[Date Prev][Date Next][Thread Prev][Thread Next][Date Index][Thread Index]
Re: [microblaze-uclinux] kernel BUG at sched.c:687!
Hi Prasad,
Surely the problem is when an interrupt arrives in the middle of a switch
thread. I don't have this problem in my code since I have other modifications
to the entry.S file.
It should work adding a BIPSET(r11) and BIPCLR(r11) to the switch_thread code:
C_ENTRY(switch_thread):
// Return the previous task
// Do this before push_state, so that return value is on stack
// Update the current task pointer
//GET_CURRENT_TASK(CURRENT_TASK)
+ BIPSET(r11)
RETRIEVE_CURRENT_TASK(r3);
// First, push the current processor state on the stack
PUSH_STATE(SWITCH)
// Now save the location of the kernel stack pointer for this thread;
// since we've pushed all other state on the stack, this is enough to
// restore it all later.
swi r1, r5, THREAD_KSP;
// Now restore the stack pointer from the new process
lwi r1, r6, THREAD_KSP;
// ... and restore all state from that
POP_STATE(SWITCH)
// Update the current task pointer
GET_CURRENT_TASK(CURRENT_TASK)
// Now return into the new thread
+ BIPCLR(r11)
rtsd r15,8;
nop;
C_END(switch_thread)
On Saturday 22 April 2006 00:55, DeviPrasad Natesan wrote:
> Hi alexandro,
> I think still i still have problem using that code after putting that
> below SAVE_STATE. It gives some weird results and go into loop, even
> with the minimum code that use to work ok before. May be i miss some
> point..!!!
>
> - Prasad
>
> On 4/21/06, Alejandro Lucero <alucero@xxxxxxxxx> wrote:
> > Hi Prasad,
> >
> > This is my fault. I sent an email 1 hour ago but it seems to be delayed.
> > I had a mistake in my instructions. The code must be AFTER SAVE_STATE. If
> > not the stack pointer used could be from user stack and the check will
> > fail giving a false positive.
> >
> > Sorry again.
> >
> > On Friday 21 April 2006 09:41, DeviPrasad Natesan wrote:
> > > Hi alexandro,
> > > I did put your stack checking code (with current ptr updated as mine
> > > ) and strange as it seems, the code goes into loop just when the linux
> > > coming up. (This seems to work normal without this code). I checked
> > > with the our custom hardware and also the ml403 eval board and it
> > > behaves the same. I removed all the custom application and it is a
> > > simple system with ethernet, uart with root mounted in the jffs2. This
> > > itself seems to corrupt the kernel stack (according to this test
> > > code).
> > >
> > > Does it mean that the last "current" task corrupts the stack?. Got to
> > > continue debugging tomorrow. Seems totally illogical at this point.
> > >
> > > - Prasad
> > >
> > > On 4/20/06, Alejandro Lucero <alucero@xxxxxxxxx> wrote:
> > > > On Thursday 20 April 2006 13:29, Brettschneider Falk wrote:
> > > > > Hi Alejandro,
> > > > > thanks! Am I right, it will infinitely loop in case of a kernel
> > > > > stack overflow? If yes, how could I write a fixed value to a
> > > > > register address in that loop (to e.g. switch an LED on)? Going to
> > > > > try that soon... Cheers, F@lk
> > > >
> > > > If the CPU executes this infinity loop it means the kernel stack size
> > > > is more than 7500 bytes and this size is very close to 8192.
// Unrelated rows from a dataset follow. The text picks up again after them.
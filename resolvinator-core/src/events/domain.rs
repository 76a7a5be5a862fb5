//! Typed events handed to consumers.

use serde::{Deserialize, Serialize};
use serde_json::Value;
use std::fmt;

use super::{EventPriority, SystemEventKind};
use crate::types::{ConnectionState, UserId};

/// Event parsed from a validated inbound frame.
///
/// Constructed once by the router, handed to the emitter and not retained
/// by the client afterwards.
#[derive(Debug, Clone, PartialEq, Serialize, Deserialize)]
#[serde(tag = "type", rename_all = "snake_case")]
pub enum DomainEvent {
    /// A risk was created.
    ResourceCreated {
        /// Risk object as sent by the server.
        resource: Value,
    },
    /// A risk was updated.
    ResourceUpdated {
        /// Risk object as sent by the server.
        resource: Value,
    },
    /// A risk was deleted.
    ResourceDeleted {
        /// Identifier of the deleted risk.
        id: i64,
    },
    /// A mitigation was created.
    MitigationCreated {
        /// Mitigation object.
        mitigation: Value,
    },
    /// A mitigation was updated.
    MitigationUpdated {
        /// Mitigation object.
        mitigation: Value,
    },
    /// A mitigation was deleted.
    MitigationDeleted {
        /// Identifier of the deleted mitigation.
        id: i64,
    },
    /// A task was created.
    TaskCreated {
        /// Task object.
        task: Value,
    },
    /// A task was updated.
    TaskUpdated {
        /// Task object.
        task: Value,
    },
    /// A task was completed.
    TaskCompleted {
        /// Task object.
        task: Value,
    },
    /// A chat message arrived. `content` is already markup-escaped but not decrypted.
    Message {
        /// Message payload.
        payload: Value,
    },
    /// A user came online or went offline.
    PresenceChanged {
        /// The user.
        user_id: UserId,
        /// `true` for join, `false` for leave.
        online: bool,
    },
    /// A recognised system condition.
    SystemEvent {
        /// The condition.
        kind: SystemEventKind,
        /// Accompanying data.
        payload: Value,
    },
    /// Any frame on the system stream, recognised or not.
    SystemStatusUpdated {
        /// Raw payload.
        payload: Value,
    },
    /// A news item for all users.
    NewsBroadcast {
        /// Headline.
        title: String,
        /// Body, markup-escaped.
        message: String,
        /// Priority.
        priority: EventPriority,
    },
}

impl DomainEvent {
    /// Returns the category of this event.
    #[must_use]
    pub fn category(&self) -> EventCategory {
        match self {
            Self::ResourceCreated { .. }
            | Self::ResourceUpdated { .. }
            | Self::ResourceDeleted { .. } => EventCategory::Resource,
            Self::MitigationCreated { .. }
            | Self::MitigationUpdated { .. }
            | Self::MitigationDeleted { .. } => EventCategory::Mitigation,
            Self::TaskCreated { .. } | Self::TaskUpdated { .. } | Self::TaskCompleted { .. } => {
                EventCategory::Task
            }
            Self::Message { .. } => EventCategory::Message,
            Self::PresenceChanged { .. } => EventCategory::Presence,
            Self::SystemEvent { .. } | Self::SystemStatusUpdated { .. } => EventCategory::System,
            Self::NewsBroadcast { .. } => EventCategory::News,
        }
    }
}

/// Connection lifecycle signal.
#[derive(Debug, Clone, PartialEq, Eq, Serialize, Deserialize)]
#[serde(tag = "type", rename_all = "snake_case")]
pub enum LifecycleEvent {
    /// The connection state changed. Never emitted for a transition into the same state.
    StateChanged {
        /// The new state.
        state: ConnectionState,
    },
    /// The transport opened.
    Connected,
    /// The transport closed.
    Disconnected,
    /// The transport reported an error.
    Error {
        /// Description of the error.
        message: String,
    },
    /// The server rejected the client's credentials.
    AuthenticationFailed {
        /// Description of the failure.
        reason: String,
    },
    /// The reconnect budget is spent; only an explicit connect resumes.
    ReconnectExhausted {
        /// Attempts made before giving up.
        attempts: u32,
    },
}

/// Anything the client emits to its consumers.
#[derive(Debug, Clone, PartialEq, Serialize, Deserialize)]
#[serde(tag = "kind", content = "event", rename_all = "snake_case")]
pub enum ClientEvent {
    /// Parsed domain payload.
    Domain(DomainEvent),
    /// Connection lifecycle signal.
    Lifecycle(LifecycleEvent),
}

impl ClientEvent {
    /// Returns the category of this event.
    #[must_use]
    pub fn category(&self) -> EventCategory {
        match self {
            Self::Domain(event) => event.category(),
            Self::Lifecycle(_) => EventCategory::Connection,
        }
    }

    /// Returns the domain event, if this is one.
    #[must_use]
    pub fn as_domain(&self) -> Option<&DomainEvent> {
        match self {
            Self::Domain(event) => Some(event),
            Self::Lifecycle(_) => None,
        }
    }

    /// Returns the lifecycle event, if this is one.
    #[must_use]
    pub fn as_lifecycle(&self) -> Option<&LifecycleEvent> {
        match self {
            Self::Lifecycle(event) => Some(event),
            Self::Domain(_) => None,
        }
    }
}

impl From<DomainEvent> for ClientEvent {
    fn from(event: DomainEvent) -> Self {
        Self::Domain(event)
    }
}

impl From<LifecycleEvent> for ClientEvent {
    fn from(event: LifecycleEvent) -> Self {
        Self::Lifecycle(event)
    }
}

/// Discriminant consumers filter on.
#[derive(Debug, Clone, Copy, PartialEq, Eq, Hash, Serialize, Deserialize)]
#[serde(rename_all = "snake_case")]
pub enum EventCategory {
    /// Risk lifecycle.
    Resource,
    /// Mitigation lifecycle.
    Mitigation,
    /// Task lifecycle.
    Task,
    /// Chat messages.
    Message,
    /// User presence.
    Presence,
    /// System conditions and status.
    System,
    /// News broadcasts.
    News,
    /// Connection lifecycle.
    Connection,
}

impl fmt::Display for EventCategory {
    fn fmt(&self, f: &mut fmt::Formatter<'_>) -> fmt::Result {
        let name = match self {
            Self::Resource => "resource",
            Self::Mitigation => "mitigation",
            Self::Task => "task",
            Self::Message => "message",
            Self::Presence => "presence",
            Self::System => "system",
            Self::News => "news",
            Self::Connection => "connection",
        };
        f.write_str(name)
    }
}

#[cfg(test)]
mod tests {
    use super::*;
    use serde_json::json;

    #[test]
    fn test_categories() {
        assert_eq!(
            DomainEvent::ResourceDeleted { id: 5 }.category(),
            EventCategory::Resource
        );
        assert_eq!(
            DomainEvent::TaskCompleted { task: json!({}) }.category(),
            EventCategory::Task
        );
        assert_eq!(
            DomainEvent::SystemStatusUpdated { payload: json!({}) }.category(),
            EventCategory::System
        );
        assert_eq!(
            ClientEvent::from(LifecycleEvent::Connected).category(),
            EventCategory::Connection
        );
    }

    #[test]
    fn test_domain_event_json_shape() {
        let event = DomainEvent::PresenceChanged {
            user_id: UserId::new(7),
            online: true,
        };
        let value = serde_json::to_value(&event).unwrap();
        assert_eq!(
            value,
            json!({"type": "presence_changed", "user_id": 7, "online": true})
        );
    }

    #[test]
    fn test_client_event_json_shape() {
        let event = ClientEvent::from(LifecycleEvent::ReconnectExhausted { attempts: 5 });
        let value = serde_json::to_value(&event).unwrap();
        assert_eq!(
            value,
            json!({"kind": "lifecycle", "event": {"type": "reconnect_exhausted", "attempts": 5}})
        );
    }

    #[test]
    fn test_accessors() {
        let event = ClientEvent::from(DomainEvent::ResourceDeleted { id: 1 });
        assert!(event.as_domain().is_some());
        assert!(event.as_lifecycle().is_none());
    }
}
> > > > Moreover, the limit is 8192 - sizeof(struct task_struct) since the
> > > > process descriptor is at the bottom. This does not imply a stack
> > > > overflow but the odds are high.
> > > >
> > > > If you know the leds address (look at
> > > > arch/microblaze/platform/uclinux-auto/autoconfig.in) you can use it
> > > > with a swi instruction:
> > > >
> > > > addi r11, r0, 0x1; /* Assuming 0x00000001 put a led on */
> > > > swi r11, r0, led_address;
> > > >
> > > > You can add this before the first nop instruction.
> > > >
> > > > > > -----Original Message-----
> > > > > > From: owner-microblaze-uclinux@xxxxxxxxxxxxxx
> > > > > > [mailto:owner-microblaze-uclinux@xxxxxxxxxxxxxx]On Behalf Of
> > > > > > Alejandro Lucero
> > > > > > Sent: Thursday, April 20, 2006 1:50 PM
> > > > > > To: microblaze-uclinux@xxxxxxxxxxxxxx
> > > > > > Subject: Re: [microblaze-uclinux] kernel BUG at sched.c:687!
> > > > > >
> > > > > > On Thursday 20 April 2006 10:31, Brettschneider Falk wrote:
> > > > > > > Hi,
> > > > > > >
> > > > > > > Alejandro Lucero wrote:
> > > > > > > > I assumed you are using the entry.S without my patch reported
> > > > > > > > two days ago.
> > > > > > > > aren't you?
> > > > > > >
> > > > > > > I've tried JWs version of your patch but it doesn't help as
> > > > > >
> > > > > > a bugfix. My
> > > > > >
> > > > > > > environment is one active user app with several threads
> > > > > >
> > > > > > (SCHED_RR), a high
> > > > > >
> > > > > > > IRQ frequency (about 2 per millisecond), many thread switches,
> > > > > > > many locks/unlocks of semaphores and mutexes. From time to time
> > > > > >
> > > > > > one thread of
> > > > > >
> > > > > > > that application calls pthread_cancel() to another thread.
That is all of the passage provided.